The KOJI AWARENESS (KA) screening test, which does not require specific tools, assesses strength and flexibility across 11 components of total musculoskeletal function.6–9 It also identifies problematic areas, which are targeted with KA corrective exercises to aid in the recovery from dysfunction or pain.10,11
For the scapular exercises, scapular upward rotation and shrug exercises are effective in addressing scapular downward rotation syndrome.12,13 The Wall Angel Slider exercise is a KA corrective exercise aimed at mobilizing the scapula, linked to the KA Self-Screening Scapula Mobility Test.10 It involves a reverse action method instead of moving the arms upward and downward.
Therefore, in this study, we aimed to investigate whether the KA Original Wall Angel Slider exercise can effectively improve scapular upward rotation and glenohumeral joint external rotation ROM over a 2-week intervention period followed by KA screening test. We hypothesized that this exercise would effectively improve scapular and glenohumeral joint external rotation ROM in individuals with limited scapular mobility over a short period. If the Wall Angel Slider exercise is proven effective, it could be a valuable option for athletes or patients seeking new exercises that involve reverse motion tasks.
Materials and Methods
Participants
This study was conducted at fitness centers affiliated with our institutions between October 2019 and March 2022. Ethical approval was obtained from the Research Ethics Committee of Tokyo Medical and Dental University (research protocol identification number: M2019-168). All participants provided written informed consent before undergoing scapular ROM assessment. Fifty-four participants were enrolled in this study (Table 1). The participants were advised to wear a comfortable athletic outfit that allowed for unrestricted movement. Individuals with any injuries within the last 3 months were excluded. In addition, the participants were instructed to discontinue the assessment if they experienced pain. However, none of the participants withdrew from this study because of injury or discomfort.
Participant Demographics
| Status | |
|---|---|
| Gender, female:male | 18:27 |
| Age, ya | 27.0 (11.0) |
| Height, cm | 168.5 (8.4) |
| Weight, kga | 69.3 (20.3) |
| BMI,a kg/m2 | 24.1 (5.2) |
Abbreviation: BMI, body mass index.
aData are represented as medians (interquartile ranges).
Procedures
All participants underwent a screening process using the KA Scapular Mobility test to confirm scapular mobility restriction. The test instructions are shown in Figure 1. Six participants without scapular mobility restriction were excluded from further analysis. The remaining 48 participants (18 females and 27 males) commenced the Wall Angel Slider exercise program. To ensure accurate execution of the exercise, all participants received detailed instructions and underwent a technique assessment at the fitness center during the first session, conducted by a certified athletic trainer from a Board of Certification for the athletic trainer, after the initial week of the intervention. After the first exercise session, the participants were instructed to complete a 2-week exercise intervention at home, with 6 sessions completed 3 days weekly. Each session included 3 sets of 8 repetitions. Adherence to the exercise program was monitored using a checklist provided to the participants. Also, participation in the sports activities that might affect the mobility of the scapula and shoulder joint, such as baseball, was monitored, and no participants joined the sports. An certified athletic trainer assessed the scapular and glenohumeral external rotation ROM at 3 time points: before the intervention, immediately after the first session on the first day, and after the 2-week intervention period.

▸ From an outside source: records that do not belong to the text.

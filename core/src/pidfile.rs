//! Pidfile write/remove, ported from `Ssm2.startup()` / `Ssm2.shutdown()` in
//! `examples/original_source/ssm/ssm2.py`. Failures here are logged and
//! swallowed rather than propagated: a receiver that cannot write its
//! pidfile should still run, it just won't be detectable by the pre-flight
//! existence check the CLI does before daemonizing.

use std::path::Path;

use tracing::warn;

/// Write the running process id to `pidfile`, one line, trailing newline.
/// Mirrors the plain `open/write/close` in the Python source: any I/O
/// failure is a warning, not a fatal error.
pub fn write_pidfile(pidfile: &Path) {
    let contents = format!("{}\n", std::process::id());
    if let Err(e) = std::fs::write(pidfile, contents) {
        warn!("Failed to create pidfile {}: {}", pidfile.display(), e);
    }
}

/// Remove `pidfile` on shutdown. A missing file and an I/O failure are both
/// warnings: the latter leaves a stale pidfile behind, which the Python
/// source calls out as blocking the next startup until removed by hand.
pub fn remove_pidfile(pidfile: &Path) {
    if !pidfile.exists() {
        warn!("pidfile {} not found.", pidfile.display());
        return;
    }
    if let Err(e) = std::fs::remove_file(pidfile) {
        warn!("Failed to remove pidfile {}: {}", pidfile.display(), e);
        warn!("SSM may not start again until it is removed.");
    }
}

#[cfg(test)]
mod tests {
    use super::*;

    #[test]
    fn write_then_remove_round_trips() {
        let dir = tempfile::tempdir().unwrap();
        let path = dir.path().join("ssm.pid");
        write_pidfile(&path);
        let contents = std::fs::read_to_string(&path).unwrap();
        assert_eq!(contents.trim(), std::process::id().to_string());
        remove_pidfile(&path);
        assert!(!path.exists());
    }

    #[test]
    fn remove_of_missing_pidfile_does_not_panic() {
        let dir = tempfile::tempdir().unwrap();
        let path = dir.path().join("missing.pid");
        remove_pidfile(&path);
    }
}
//! Orchestration loops: the one-shot Sender and the long-lived Receiver
//! daemon, both ported from `Ssm2`'s usage in
//! `examples/original_source/ssm/agents.py` (`run_sender` / `run_receiver`).

pub mod receiver;
pub mod sender;

use crate::config::ConfigError;
use crate::crypto::CryptoError;
use crate::store::StoreError;
use crate::transport::TransportError;
use crate::trust::TrustError;

#[derive(Debug, thiserror::Error)]
pub enum AgentError {
    #[error("configuration error: {0}")]
    Config(#[from] ConfigError),
    #[error("crypto error: {0}")]
    Crypto(#[from] CryptoError),
    #[error("store error: {0}")]
    Store(#[from] StoreError),
    #[error("transport error: {0}")]
    Transport(#[from] TransportError),
    #[error("trust list error: {0}")]
    Trust(#[from] TrustError),
    #[error("lost connection")]
    LostConnection,
    #[error("cert and key don't match")]
    CertKeyMismatch,
}
//! Sign, encrypt, decrypt and verify the S/MIME envelope carried on the wire.
//!
//! Every operation here shells out to `openssl`'s PKCS#7 support instead of
//! a raw `openssl` CLI subprocess the way `ssm/crypto.py` does — same
//! underlying library, called in-process.

use std::collections::HashMap;
use std::fs;
use std::path::Path;
use std::time::Duration;

use openssl::pkcs7::{Pkcs7, Pkcs7Flags};
use openssl::pkey::{PKey, Private};
use openssl::stack::Stack;
use openssl::symm::Cipher as OpensslCipher;
use openssl::x509::store::{X509Store, X509StoreBuilder};
use openssl::x509::verify::X509VerifyFlags;
use openssl::x509::{X509Lookup, X509};

use super::subject::legacy_subject;

#[derive(Debug, thiserror::Error)]
pub enum CryptoError {
    #[error("signing failed: key and certificate could not be read or do not match")]
    SignFailed,
    #[error("unsupported cipher, expected one of aes128/aes192/aes256")]
    BadCipher,
    #[error("decryption failed")]
    DecryptFailed,
    #[error("verification failed")]
    VerifyFailed,
    #[error("certificate {path} has expired or expires within the next {window_days} day(s)")]
    CertExpiring { path: String, window_days: u64 },
    #[error("i/o error reading {path}: {source}")]
    Io {
        path: String,
        #[source]
        source: std::io::Error,
    },
    #[error("openssl error: {0}")]
    Openssl(#[from] openssl::error::ErrorStack),
}

/// Recognized symmetric ciphers for `encrypt()`. Any other config string is
/// a `CryptoError::BadCipher`.
#[derive(Debug, Clone, Copy, PartialEq, Eq)]
pub enum Cipher {
    Aes128,
    Aes192,
    Aes256,
}

impl Cipher {
    pub fn parse(raw: &str) -> Result<Self, CryptoError> {
        match raw {
            "aes128" => Ok(Cipher::Aes128),
            "aes192" => Ok(Cipher::Aes192),
            "aes256" => Ok(Cipher::Aes256),
            _ => Err(CryptoError::BadCipher),
        }
    }

    fn to_openssl(self) -> OpensslCipher {
        match self {
            Cipher::Aes128 => OpensslCipher::aes_128_cbc(),
            Cipher::Aes192 => OpensslCipher::aes_192_cbc(),
            Cipher::Aes256 => OpensslCipher::aes_256_cbc(),
        }
    }
}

Study protocol and inclusion and exclusion criteria. KA indicates KOJI AWARENESS; ROM, range of motion.
Citation: Journal of Sport Rehabilitation 2025; 10.1123/jsr.2024-0426
The KA Self-Screening Scapula Mobility Test
The KA Self-Screening Scapula Mobility test was developed to evaluate scapular mobility.6 Details regarding this scapular mobility screening test is available from the Japan Sports Agency website and YouTube (https://www.youtube.com/watch?v=h4HQXcCLheg&t=74s [accessed on December 8, 2024]). Instructions are shown in Figure 2. First, the participants were instructed to stand in front of a mirror. The arm on the measured side was bent and horizontally adducted with the fingertips holding the opposite earlobe. The participants were then instructed to move their arms over the head and back to the starting position while holding their earlobes. The criterion for successful completion was the arch of the arm completing the movement around the head and returning without the head tilting. The assessment of each participant was supervised by the certified athletic trainer.
Explanation of KOJI AWARENESS Self-Screening Scapula Mobility Test. Setup: stand in front of a mirror with fingertips holding opposite earlobe. Movement: move the arm around the head and back. Goal: arch of the arm goes around the head and comes back without tilting the head.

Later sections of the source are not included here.